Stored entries

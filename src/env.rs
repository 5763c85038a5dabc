// src/env.rs
//
// Gym-style environment interface and the built-in toy environment.
//
// The core only ever talks to an environment through this trait:
// reset, step, action bounds, and an optional render hook. Continuous
// state/action spaces, deterministic given the seed.

use ndarray::{array, Array1, ArrayView1};
use rand::{Rng, SeedableRng};
use rand_chacha::ChaCha8Rng;

use crate::config::ConfigError;
use crate::cost::{CostFn, QuadraticCost};

/// Result of a single environment step.
#[derive(Debug, Clone)]
pub struct StepResult {
    /// Observation after taking the action.
    pub observation: Array1<f64>,
    /// Reward for this step (maximized quantity, reporting only).
    pub reward: f64,
    /// Whether the episode has terminated.
    pub done: bool,
}

/// Continuous-control environment interface.
pub trait Environment {
    fn obs_dim(&self) -> usize;
    fn action_dim(&self) -> usize;

    /// Per-dimension lower action bounds (for uniform sampling).
    fn action_low(&self) -> &Array1<f64>;
    /// Per-dimension upper action bounds.
    fn action_high(&self) -> &Array1<f64>;

    /// Start a fresh episode and return the initial observation.
    fn reset(&mut self) -> Array1<f64>;

    /// Advance the environment by one action.
    fn step(&mut self, action: &ArrayView1<f64>) -> StepResult;

    /// Display hook; a side effect with no semantic weight.
    fn render(&mut self) {}
}

/// Double-integrator point mass on the plane.
///
/// State is `[px, py, vx, vy]`, action is a bounded acceleration. The
/// episode starts at a random position with zero velocity and terminates
/// when the mass parks near the origin. Reward is the negated quadratic
/// cost, so return and planning cost agree in sign convention.
pub struct PointMassEnv {
    state: Array1<f64>,
    low: Array1<f64>,
    high: Array1<f64>,
    rng: ChaCha8Rng,
}

/// Integration timestep.
const DT: f64 = 0.05;
/// Position radius under which the episode terminates.
const GOAL_RADIUS: f64 = 0.05;

impl PointMassEnv {
    pub fn new(seed: u64) -> Self {
        Self {
            state: Array1::zeros(4),
            low: array![-1.0, -1.0],
            high: array![1.0, 1.0],
            rng: ChaCha8Rng::seed_from_u64(seed),
        }
    }

    /// The cost the MPC planner minimizes on this environment: squared
    /// distance to the origin, lightly weighted velocity, small action
    /// penalty.
    pub fn cost_fn() -> QuadraticCost {
        QuadraticCost::new(
            Array1::zeros(4),
            array![1.0, 1.0, 0.05, 0.05],
            0.01,
        )
    }

    fn step_cost(&self, action: &ArrayView1<f64>) -> f64 {
        let pos_sq = self.state[0] * self.state[0] + self.state[1] * self.state[1];
        let vel_sq = self.state[2] * self.state[2] + self.state[3] * self.state[3];
        let act_sq = action.iter().map(|a| a * a).sum::<f64>();
        pos_sq + 0.05 * vel_sq + 0.01 * act_sq
    }
}

impl Environment for PointMassEnv {
    fn obs_dim(&self) -> usize {
        4
    }

    fn action_dim(&self) -> usize {
        2
    }

    fn action_low(&self) -> &Array1<f64> {
        &self.low
    }

    fn action_high(&self) -> &Array1<f64> {
        &self.high
    }

    fn reset(&mut self) -> Array1<f64> {
        let px = self.rng.gen_range(-1.0..=1.0);
        let py = self.rng.gen_range(-1.0..=1.0);
        self.state = array![px, py, 0.0, 0.0];
        self.state.clone()
    }

    fn step(&mut self, action: &ArrayView1<f64>) -> StepResult {
        let ax = action[0].clamp(self.low[0], self.high[0]);
        let ay = action[1].clamp(self.low[1], self.high[1]);

        self.state[2] += ax * DT;
        self.state[3] += ay * DT;
        self.state[0] += self.state[2] * DT;
        self.state[1] += self.state[3] * DT;

        let reward = -self.step_cost(action);
        let dist = (self.state[0] * self.state[0] + self.state[1] * self.state[1]).sqrt();

        StepResult {
            observation: self.state.clone(),
            reward,
            done: dist < GOAL_RADIUS,
        }
    }
}

/// Resolve an environment name to an (environment, planning cost) pair.
pub fn make_env(
    name: &str,
    seed: u64,
) -> Result<(Box<dyn Environment>, Box<dyn CostFn>), ConfigError> {
    match name {
        "point-mass" => Ok((
            Box::new(PointMassEnv::new(seed)),
            Box::new(PointMassEnv::cost_fn()),
        )),
        other => Err(ConfigError::UnknownEnv {
            name: other.to_string(),
        }),
    }
}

▶ [TASK ITEM]
Return the data above in full. Keep every line exactly as it is.

▶ [PROBLEM SOLUTION]
filename src/env.rs
repository 5763c85038a5dabc
// src/env.rs
//
// Gym-style environment interface and the built-in toy environment.
//
// The core only ever talks to an environment through this trait:
// reset, step, action bounds, and an optional render hook. Continuous
// state/action spaces, deterministic given the seed.

use ndarray::{array, Array1, ArrayView1};
use rand::{Rng, SeedableRng};
use rand_chacha::ChaCha8Rng;

use crate::config::ConfigError;
use crate::cost::{CostFn, QuadraticCost};

/// Result of a single environment step.
#[derive(Debug, Clone)]
pub struct StepResult {
    /// Observation after taking the action.
    pub observation: Array1<f64>,
    /// Reward for this step (maximized quantity, reporting only).
    pub reward: f64,
    /// Whether the episode has terminated.
    pub done: bool,
}

/// Continuous-control environment interface.
pub trait Environment {
    fn obs_dim(&self) -> usize;
    fn action_dim(&self) -> usize;

    /// Per-dimension lower action bounds (for uniform sampling).
    fn action_low(&self) -> &Array1<f64>;
    /// Per-dimension upper action bounds.
    fn action_high(&self) -> &Array1<f64>;

    /// Start a fresh episode and return the initial observation.
    fn reset(&mut self) -> Array1<f64>;

    /// Advance the environment by one action.
    fn step(&mut self, action: &ArrayView1<f64>) -> StepResult;

    /// Display hook; a side effect with no semantic weight.
    fn render(&mut self) {}
}

/// Double-integrator point mass on the plane.
///
/// State is `[px, py, vx, vy]`, action is a bounded acceleration. The
/// episode starts at a random position with zero velocity and terminates
/// when the mass parks near the origin. Reward is the negated quadratic
/// cost, so return and planning cost agree in sign convention.
pub struct PointMassEnv {
    state: Array1<f64>,
    low: Array1<f64>,
    high: Array1<f64>,
    rng: ChaCha8Rng,
}

/// Integration timestep.
const DT: f64 = 0.05;
/// Position radius under which the episode terminates.
const GOAL_RADIUS: f64 = 0.05;

impl PointMassEnv {
    pub fn new(seed: u64) -> Self {
        Self {
            state: Array1::zeros(4),
            low: array![-1.0, -1.0],
            high: array![1.0, 1.0],
            rng: ChaCha8Rng::seed_from_u64(seed),
        }
    }

    /// The cost the MPC planner minimizes on this environment: squared
    /// distance to the origin, lightly weighted velocity, small action
    /// penalty.
    pub fn cost_fn() -> QuadraticCost {
        QuadraticCost::new(
            Array1::zeros(4),
            array![1.0, 1.0, 0.05, 0.05],
            0.01,
        )
    }

    fn step_cost(&self, action: &ArrayView1<f64>) -> f64 {
        let pos_sq = self.state[0] * self.state[0] + self.state[1] * self.state[1];
        let vel_sq = self.state[2] * self.state[2] + self.state[3] * self.state[3];
        let act_sq = action.iter().map(|a| a * a).sum::<f64>();
        pos_sq + 0.05 * vel_sq + 0.01 * act_sq
    }
}

impl Environment for PointMassEnv {
    fn obs_dim(&self) -> usize {
        4
    }

    fn action_dim(&self) -> usize {
        2
    }

    fn action_low(&self) -> &Array1<f64> {
        &self.low
    }

    fn action_high(&self) -> &Array1<f64> {
        &self.high
    }

    fn reset(&mut self) -> Array1<f64> {
        let px = self.rng.gen_range(-1.0..=1.0);
        let py = self.rng.gen_range(-1.0..=1.0);
        self.state = array![px, py, 0.0, 0.0];
        self.state.clone()
    }

    fn step(&mut self, action: &ArrayView1<f64>) -> StepResult {
        let ax = action[0].clamp(self.low[0], self.high[0]);
        let ay = action[1].clamp(self.low[1], self.high[1]);

        self.state[2] += ax * DT;
        self.state[3] += ay * DT;
        self.state[0] += self.state[2] * DT;
        self.state[1] += self.state[3] * DT;

        let reward = -self.step_cost(action);
        let dist = (self.state[0] * self.state[0] + self.state[1] * self.state[1]).sqrt();

        StepResult {
            observation: self.state.clone(),
            reward,
            done: dist < GOAL_RADIUS,
        }
    }
}

/// Resolve an environment name to an (environment, planning cost) pair.
pub fn make_env(
    name: &str,
    seed: u64,
) -> Result<(Box<dyn Environment>, Box<dyn CostFn>), ConfigError> {
    match name {
        "point-mass" => Ok((
            Box::new(PointMassEnv::new(seed)),
            Box::new(PointMassEnv::cost_fn()),
        )),
        other => Err(ConfigError::UnknownEnv {
            name: other.to_string(),
        }),
    }
}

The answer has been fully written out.